By - Sep 4th, 2019 12:33 pm
Milwaukee County Transit System bus. Photo by Dave Reid.

Milwaukee County Transit System bus. Photo by Dave Reid.

The union representing employees of the Milwaukee County Transit System is fighting management to the bitter end.

After 18 months of negotiations, MCTS made its final contract offer to the union in August after making concessions by dropping a proposal for co-insurance and tamping down increases in premiums and out-of-pocket contribution maximums for employee health care. Union President James Macon said at the time of the offer that he would counsel his union against signing the contract. The union is expected to vote on it early this month.

The union continues to fight, circulating a press release last week stating that MCTS has finished the last four to five years with significant budget surpluses, attempting to cast suspicion on the budget deficit. The union said nearly $40 million of MCTS operating revenue has gone unspent in recent years. MCTS disputes this, and Milwaukee County Comptroller Scott Manske, whose financial reports the union used to produce their figures, told Urban Milwaukee the numbers are based on incorrect assumptions concerning the underlying accounting practices.

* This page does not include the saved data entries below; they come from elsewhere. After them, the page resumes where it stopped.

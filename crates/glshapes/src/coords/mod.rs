//! Coordinate and geometry types shared by shapes, groups and renderers.
//!
//! World space:
//! - floating-point units (the ortho world maps one unit to one pixel)
//! - origin at the viewport center
//! - +X right, +Y down
//!
//! Shapes keep their vertices in local space around their own center and map
//! them into world space through their model matrix.

mod rect;
mod vec2;

pub use rect::Rect;
pub use vec2::Vec2;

MCTS officials sent a letter to employees on August 22 stating that MCTS is facing an $8.7 million budget deficit for 2019. And in order to balance the 2020 budget, the system would be cutting routes by 7 percent. This is the second year of route cuts, after cutting them by 2.5 percent in 2018.

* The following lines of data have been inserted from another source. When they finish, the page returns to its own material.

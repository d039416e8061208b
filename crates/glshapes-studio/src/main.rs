use anyhow::Context;
use glshapes::coords::Vec2;
use glshapes::logging::{LoggingConfig, init_logging};
use glshapes::paint::Color;
use glshapes::scene::{DrawList, Primitive, Texture, TextureHandle};
use glshapes::world::OrthoWorld;
use glshapes::{BoxShape, Group, Segment, Shape};

const WIDTH: f32 = 640.0;
const HEIGHT: f32 = 480.0;

/// Builds a small scene, animates it for a few frames and reports what a
/// renderer would receive. No window is opened.
fn main() -> anyhow::Result<()> {
    init_logging(LoggingConfig::default());

    let world = OrthoWorld::new(WIDTH, HEIGHT);
    let scene = build_scene().context("building scene")?;
    scene.attach_to_world(&world);

    let mut frame = DrawList::new();
    for tick in 0..4u8 {
        let angle = f32::from(tick) * 15.0;
        scene.rotate(angle);
        scene.move_by(5.0, 0.0);

        frame.clear();
        scene
            .draw(&mut frame)
            .with_context(|| format!("drawing frame {tick}"))?;
        report(tick, angle, &scene, &frame);
    }

    let snapshot = scene.clone();
    snapshot.set_color(Color::rgb(0xaa, 0xaa, 0xaa));
    log::info!(
        "snapshot recolored to {:?}; live scene still {:?}",
        snapshot.normalized_color(),
        scene.get("hull")?.normalized_color()
    );

    let removed = scene.remove("mast").context("detaching mast")?;
    log::info!("detached mast at {:?}, {} children left", removed.center(), scene.len());
    log::debug!("final scene:\n{scene}");
    Ok(())
}

fn build_scene() -> glshapes::Result<Group> {
    let scene = Group::new();

    let mut hull = BoxShape::with_center(120.0, 40.0, Vec2::new(0.0, 40.0));
    hull.set_color(Color::rgb(0xc0, 0x40, 0x20));
    hull.set_texture(Texture::from_flat(
        TextureHandle(1),
        &[0.0, 0.0, 1.0, 0.0, 0.0, 1.0, 1.0, 1.0],
    ))?;
    scene.insert("hull", hull)?;

    let mut mast = Segment::new(0.0, 20.0, 0.0, -80.0);
    mast.set_color(Color::BLACK);
    scene.insert("mast", mast)?;

    let flag = Group::new();
    flag.append(BoxShape::with_center(30.0, 20.0, Vec2::new(15.0, -70.0)));
    flag.append(Segment::new(0.0, -80.0, 30.0, -80.0));
    flag.set_color(Color::WHITE);
    scene.insert("flag", flag)?;

    log::info!(
        "scene built: {} children, bounds {:?}, center {:?}",
        scene.len(),
        scene.bounds(),
        scene.center()
    );
    Ok(scene)
}

fn report(tick: u8, angle: f32, scene: &Group, frame: &DrawList) {
    let strips = frame
        .items()
        .iter()
        .filter(|c| c.primitive == Primitive::TriangleStrip)
        .count();
    let textured = frame.items().iter().filter(|c| c.texture.is_some()).count();
    log::info!(
        "frame {tick}: angle {angle}°, {} draws ({strips} strips, {textured} textured), {} vertices, center {:?}",
        frame.len(),
        frame.vertex_count(),
        scene.center()
    );
    for cmd in frame.items() {
        let u = cmd.uniforms();
        log::trace!(
            "  {:?}: {} bytes of vertices, model translation ({}, {})",
            cmd.primitive,
            cmd.vertex_bytes().len(),
            u.model[12],
            u.model[13]
        );
    }
}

MCTS offered this information to underscore its contract offer, which it made to union leadership two weeks prior. But Macon said, after MCTS sent the letter, he asked Peter Donohue, a consulting economist working with the union for approximately the past 6 months, to write a letter responding to MCTS’ claims. “We’re just putting out the true numbers,” Macon told Urban Milwaukee.

In his letter, Donohue said MCTS has been generating annual surpluses largely by over budgeting personnel expenses. In 2018, Donohue said, MCTS over budgeted personnel expenses by $15.6 million leaving MCTS with a $16.5 million surplus. To get these numbers Donohue used reports generated by the comptroller called County Annual Financial Reports.

Following the Donohue letter, the union released a statement saying: “This changes everything for our members. It raises serious questions about the integrity of MCTS’s claims that they are broke.”

However, that figure, Manske explained, is arrived at via incorrect assumptions about the accounting in the reports. As comptroller, Manske is an independently elected official, not accountable to the county executive or the transit system. He said the alleged over budgeting of $15.6 million in personnel expenses is not a surplus of money that can be used towards operations of the transit system. Rather, it represents a reduction in the transit system’s long-term, unfunded personnel liabilities.

These long-term personnel liabilities include such things as healthcare plans for retirees. The reduction in liability is based on an estimate developed by an actuary showing post-employment benefits for health care. Any reduction in the liability has to be used to lower the future liability.

MCTS officials responded with exasperation to Donohue’s letter. Nate Holton, the lead negotiator for MCTS during contract negotiations and the director of diversity and inclusion, completely disputed the unions numbers. Kristina Hoffman, director of Marketing and Communications, said, “The MCTS budget hole, unfortunately, is very real. Denying facts makes it tougher for us to work together to prioritize funding for transit.”

MCTS has run a surplus five of the last six years. But those operating surpluses offered by MCTS do not come close to the figures claimed by the union. They average between approximately .5 and 2 percent of the total annual operating budget for each year compared to the average of 6.6 percent claimed by the union. “We’re proud of managing to the budget, getting the final budget very close to the proposed budget despite many fluctuating revenues and costs, and avoiding deficits,” Holton said. “It’s prudent fiscal management.”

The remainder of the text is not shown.